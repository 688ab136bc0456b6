//! Runtime configuration.
//!
//! Layers, lowest precedence first: built-in defaults, a TOML file, then
//! `WSS_*` environment variables. File lookup order: explicit path, then
//! `~/.config/wss/config.toml`, then `/etc/wss/config.toml`.

use std::net::{Ipv4Addr, SocketAddrV4};
use std::path::{Path, PathBuf};
use std::time::Duration;

use anyhow::{Context, Result};
use serde::Deserialize;
use tracing::{debug, warn};

use crate::datagram::MAX_PAYLOAD;

#[derive(Debug, Clone, Deserialize)]
#[serde(default, deny_unknown_fields)]
pub struct Config {
    // ---
    /// UDP port the server beacon is broadcast to
    pub discovery_port: u16,

    /// UDP port the server listens on for client acknowledgements
    pub ack_port: u16,

    /// Multicast group carrying audio datagrams
    pub multicast_group: Ipv4Addr,

    /// Multicast port carrying audio datagrams
    pub stream_port: u16,

    /// TCP port of the recovery channel
    pub recovery_port: u16,

    /// Destination of presence beacons
    pub broadcast_addr: Ipv4Addr,

    pub beacon_interval_ms: u64,

    /// Silence after which a peer is dropped from the registry
    pub peer_timeout_ms: u64,

    /// Bounded wait of every blocking receive
    pub read_timeout_ms: u64,

    /// Pacing between multicast datagrams
    pub send_interval_us: u64,

    /// Largest song accepted by a receiver
    pub max_transfer_bytes: u64,

    pub cache_dir: PathBuf,
    pub cache_budget_bytes: u64,
    pub cache_prefix: String,
    pub cache_suffix: String,
}

impl Default for Config {
    fn default() -> Self {
        // ---
        Self {
            discovery_port: 6583,
            ack_port: 6584,
            multicast_group: Ipv4Addr::new(239, 255, 42, 100),
            stream_port: 6049,
            recovery_port: 6070,
            broadcast_addr: Ipv4Addr::BROADCAST,
            beacon_interval_ms: 2000,
            peer_timeout_ms: 4000,
            read_timeout_ms: 2000,
            send_interval_us: 500,
            max_transfer_bytes: 64 * 1024 * 1024,
            cache_dir: std::env::temp_dir().join("wss-cache"),
            cache_budget_bytes: 30 * 1024 * 1024,
            cache_prefix: "wss_".to_string(),
            cache_suffix: ".audio".to_string(),
        }
    }
}

impl Config {
    // ---
    /// Loads configuration from `path` (or the default locations) and
    /// applies environment overrides.
    ///
    /// # Errors
    ///
    /// Returns error if an explicitly given file cannot be read or parsed.
    /// Missing default-location files are not an error.
    pub fn load(path: Option<&Path>) -> Result<Self> {
        // ---
        let mut config = match path {
            Some(p) => Self::from_file(p)?,
            None => Self::from_default_locations(),
        };
        config.apply_env();
        Ok(config)
    }

    /// Parses a TOML file.
    pub fn from_file(path: &Path) -> Result<Self> {
        // ---
        let text = std::fs::read_to_string(path)
            .with_context(|| format!("failed to read config {}", path.display()))?;
        toml::from_str(&text).with_context(|| format!("failed to parse config {}", path.display()))
    }

    fn from_default_locations() -> Self {
        // ---
        for candidate in default_paths() {
            if !candidate.exists() {
                continue;
            }
            match Self::from_file(&candidate) {
                Ok(config) => {
                    debug!("Loaded config from {}", candidate.display());
                    return config;
                }
                Err(e) => warn!("Ignoring config {}: {:#}", candidate.display(), e),
            }
        }
        Self::default()
    }

    fn apply_env(&mut self) {
        // ---
        override_from_env("WSS_DISCOVERY_PORT", &mut self.discovery_port);
        override_from_env("WSS_ACK_PORT", &mut self.ack_port);
        override_from_env("WSS_STREAM_PORT", &mut self.stream_port);
        override_from_env("WSS_RECOVERY_PORT", &mut self.recovery_port);
        override_from_env("WSS_CACHE_BUDGET_BYTES", &mut self.cache_budget_bytes);
        if let Some(dir) = std::env::var_os("WSS_CACHE_DIR") {
            self.cache_dir = PathBuf::from(dir);
        }
    }

    pub fn beacon_interval(&self) -> Duration {
        Duration::from_millis(self.beacon_interval_ms)
    }

    pub fn peer_timeout(&self) -> Duration {
        Duration::from_millis(self.peer_timeout_ms)
    }

    pub fn read_timeout(&self) -> Duration {
        Duration::from_millis(self.read_timeout_ms)
    }

    /// Bounded wait used when stopping a worker.
    pub fn stop_timeout(&self) -> Duration {
        self.read_timeout().mul_f32(1.5)
    }

    pub fn send_interval(&self) -> Duration {
        Duration::from_micros(self.send_interval_us)
    }

    pub fn multicast_addr(&self) -> SocketAddrV4 {
        SocketAddrV4::new(self.multicast_group, self.stream_port)
    }

    /// Upper bound on the datagram count of one accepted stream.
    pub fn max_expected_count(&self) -> u32 {
        // ---
        let count = self.max_transfer_bytes.div_ceil(MAX_PAYLOAD as u64);
        count.min(u32::MAX as u64) as u32
    }
}

fn default_paths() -> Vec<PathBuf> {
    // ---
    let mut paths = Vec::new();
    if let Some(home) = std::env::var_os("HOME") {
        paths.push(PathBuf::from(home).join(".config/wss/config.toml"));
    }
    paths.push(PathBuf::from("/etc/wss/config.toml"));
    paths
}

fn override_from_env<T: std::str::FromStr>(key: &str, slot: &mut T) {
    // ---
    if let Ok(raw) = std::env::var(key) {
        match raw.parse() {
            Ok(value) => *slot = value,
            Err(_) => warn!("Ignoring invalid {}={:?}", key, raw),
        }
    }
}

#[cfg(test)]
mod tests {
    // ---
    use super::*;

    #[test]
    fn test_defaults() {
        // ---
        let config = Config::default();

        assert_eq!(config.discovery_port, 6583);
        assert_eq!(config.ack_port, 6584);
        assert_eq!(config.stream_port, 6049);
        assert_eq!(config.recovery_port, 6070);
        assert_eq!(config.multicast_addr().to_string(), "239.255.42.100:6049");
        assert_eq!(config.peer_timeout(), config.beacon_interval() * 2);
        assert_eq!(config.stop_timeout(), Duration::from_millis(3000));
    }

    #[test]
    fn test_partial_toml() {
        // ---
        let config: Config = toml::from_str(
            r#"
            stream_port = 7000
            cache_budget_bytes = 1024
            "#,
        )
        .expect("parse failed");

        assert_eq!(config.stream_port, 7000);
        assert_eq!(config.cache_budget_bytes, 1024);
        assert_eq!(config.recovery_port, 6070);
    }

    #[test]
    fn test_unknown_field_rejected() {
        // ---
        assert!(toml::from_str::<Config>("bogus = 1").is_err());
    }

    #[test]
    fn test_max_expected_count() {
        // ---
        let config = Config {
            max_transfer_bytes: 1400,
            ..Config::default()
        };
        assert_eq!(config.max_expected_count(), 2);
    }
}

● ● ● ●

Line by line, write out the records above exactly.

repository 688ab136bc0456b6
//! Runtime configuration.
//!
//! Layers, lowest precedence first: built-in defaults, a TOML file, then
//! `WSS_*` environment variables. File lookup order: explicit path, then
//! `~/.config/wss/config.toml`, then `/etc/wss/config.toml`.

use std::net::{Ipv4Addr, SocketAddrV4};
use std::path::{Path, PathBuf};
use std::time::Duration;

use anyhow::{Context, Result};
use serde::Deserialize;
use tracing::{debug, warn};

use crate::datagram::MAX_PAYLOAD;

#[derive(Debug, Clone, Deserialize)]
#[serde(default, deny_unknown_fields)]
pub struct Config {
    // ---
    /// UDP port the server beacon is broadcast to
    pub discovery_port: u16,

    /// UDP port the server listens on for client acknowledgements
    pub ack_port: u16,

    /// Multicast group carrying audio datagrams
    pub multicast_group: Ipv4Addr,

    /// Multicast port carrying audio datagrams
    pub stream_port: u16,

    /// TCP port of the recovery channel
    pub recovery_port: u16,

    /// Destination of presence beacons
    pub broadcast_addr: Ipv4Addr,

    pub beacon_interval_ms: u64,

    /// Silence after which a peer is dropped from the registry
    pub peer_timeout_ms: u64,

    /// Bounded wait of every blocking receive
    pub read_timeout_ms: u64,

    /// Pacing between multicast datagrams
    pub send_interval_us: u64,

    /// Largest song accepted by a receiver
    pub max_transfer_bytes: u64,

    pub cache_dir: PathBuf,
    pub cache_budget_bytes: u64,
    pub cache_prefix: String,
    pub cache_suffix: String,
}

impl Default for Config {
    fn default() -> Self {
        // ---
        Self {
            discovery_port: 6583,
            ack_port: 6584,
            multicast_group: Ipv4Addr::new(239, 255, 42, 100),
            stream_port: 6049,
            recovery_port: 6070,
            broadcast_addr: Ipv4Addr::BROADCAST,
            beacon_interval_ms: 2000,
            peer_timeout_ms: 4000,
            read_timeout_ms: 2000,
            send_interval_us: 500,
            max_transfer_bytes: 64 * 1024 * 1024,
            cache_dir: std::env::temp_dir().join("wss-cache"),
            cache_budget_bytes: 30 * 1024 * 1024,
            cache_prefix: "wss_".to_string(),
            cache_suffix: ".audio".to_string(),
        }
    }
}

impl Config {
    // ---
    /// Loads configuration from `path` (or the default locations) and
    /// applies environment overrides.
    ///
    /// # Errors
    ///
    /// Returns error if an explicitly given file cannot be read or parsed.
    /// Missing default-location files are not an error.
    pub fn load(path: Option<&Path>) -> Result<Self> {
        // ---
        let mut config = match path {
            Some(p) => Self::from_file(p)?,
            None => Self::from_default_locations(),
        };
        config.apply_env();
        Ok(config)
    }

    /// Parses a TOML file.
    pub fn from_file(path: &Path) -> Result<Self> {
        // ---
        let text = std::fs::read_to_string(path)
            .with_context(|| format!("failed to read config {}", path.display()))?;
        toml::from_str(&text).with_context(|| format!("failed to parse config {}", path.display()))
    }

    fn from_default_locations() -> Self {
        // ---
        for candidate in default_paths() {
            if !candidate.exists() {
                continue;
            }
            match Self::from_file(&candidate) {
                Ok(config) => {
                    debug!("Loaded config from {}", candidate.display());
                    return config;
                }
                Err(e) => warn!("Ignoring config {}: {:#}", candidate.display(), e),
            }
        }
        Self::default()
    }

    fn apply_env(&mut self) {
        // ---
        override_from_env("WSS_DISCOVERY_PORT", &mut self.discovery_port);
        override_from_env("WSS_ACK_PORT", &mut self.ack_port);
        override_from_env("WSS_STREAM_PORT", &mut self.stream_port);
        override_from_env("WSS_RECOVERY_PORT", &mut self.recovery_port);
        override_from_env("WSS_CACHE_BUDGET_BYTES", &mut self.cache_budget_bytes);
        if let Some(dir) = std::env::var_os("WSS_CACHE_DIR") {
            self.cache_dir = PathBuf::from(dir);
        }
    }

    pub fn beacon_interval(&self) -> Duration {
        Duration::from_millis(self.beacon_interval_ms)
    }

    pub fn peer_timeout(&self) -> Duration {
        Duration::from_millis(self.peer_timeout_ms)
    }

    pub fn read_timeout(&self) -> Duration {
        Duration::from_millis(self.read_timeout_ms)
    }

    /// Bounded wait used when stopping a worker.
    pub fn stop_timeout(&self) -> Duration {
        self.read_timeout().mul_f32(1.5)
    }

    pub fn send_interval(&self) -> Duration {
        Duration::from_micros(self.send_interval_us)
    }

    pub fn multicast_addr(&self) -> SocketAddrV4 {
        SocketAddrV4::new(self.multicast_group, self.stream_port)
    }

    /// Upper bound on the datagram count of one accepted stream.
    pub fn max_expected_count(&self) -> u32 {
        // ---
        let count = self.max_transfer_bytes.div_ceil(MAX_PAYLOAD as u64);
        count.min(u32::MAX as u64) as u32
    }
}

fn default_paths() -> Vec<PathBuf> {
    // ---
    let mut paths = Vec::new();
    if let Some(home) = std::env::var_os("HOME") {
        paths.push(PathBuf::from(home).join(".config/wss/config.toml"));
    }
    paths.push(PathBuf::from("/etc/wss/config.toml"));
    paths
}

fn override_from_env<T: std::str::FromStr>(key: &str, slot: &mut T) {
    // ---
    if let Ok(raw) = std::env::var(key) {
        match raw.parse() {
            Ok(value) => *slot = value,
            Err(_) => warn!("Ignoring invalid {}={:?}", key, raw),
        }
    }
}

#[cfg(test)]
mod tests {
    // ---
    use super::*;

    #[test]
    fn test_defaults() {
        // ---
        let config = Config::default();

        assert_eq!(config.discovery_port, 6583);
        assert_eq!(config.ack_port, 6584);
        assert_eq!(config.stream_port, 6049);
        assert_eq!(config.recovery_port, 6070);
        assert_eq!(config.multicast_addr().to_string(), "239.255.42.100:6049");
        assert_eq!(config.peer_timeout(), config.beacon_interval() * 2);
        assert_eq!(config.stop_timeout(), Duration::from_millis(3000));
    }

    #[test]
    fn test_partial_toml() {
        // ---
        let config: Config = toml::from_str(
            r#"
            stream_port = 7000
            cache_budget_bytes = 1024
            "#,
        )
        .expect("parse failed");

        assert_eq!(config.stream_port, 7000);
        assert_eq!(config.cache_budget_bytes, 1024);
        assert_eq!(config.recovery_port, 6070);
    }

    #[test]
    fn test_unknown_field_rejected() {
        // ---
        assert!(toml::from_str::<Config>("bogus = 1").is_err());
    }

    #[test]
    fn test_max_expected_count() {
        // ---
        let config = Config {
            max_transfer_bytes: 1400,
            ..Config::default()
        };
        assert_eq!(config.max_expected_count(), 2);
    }
}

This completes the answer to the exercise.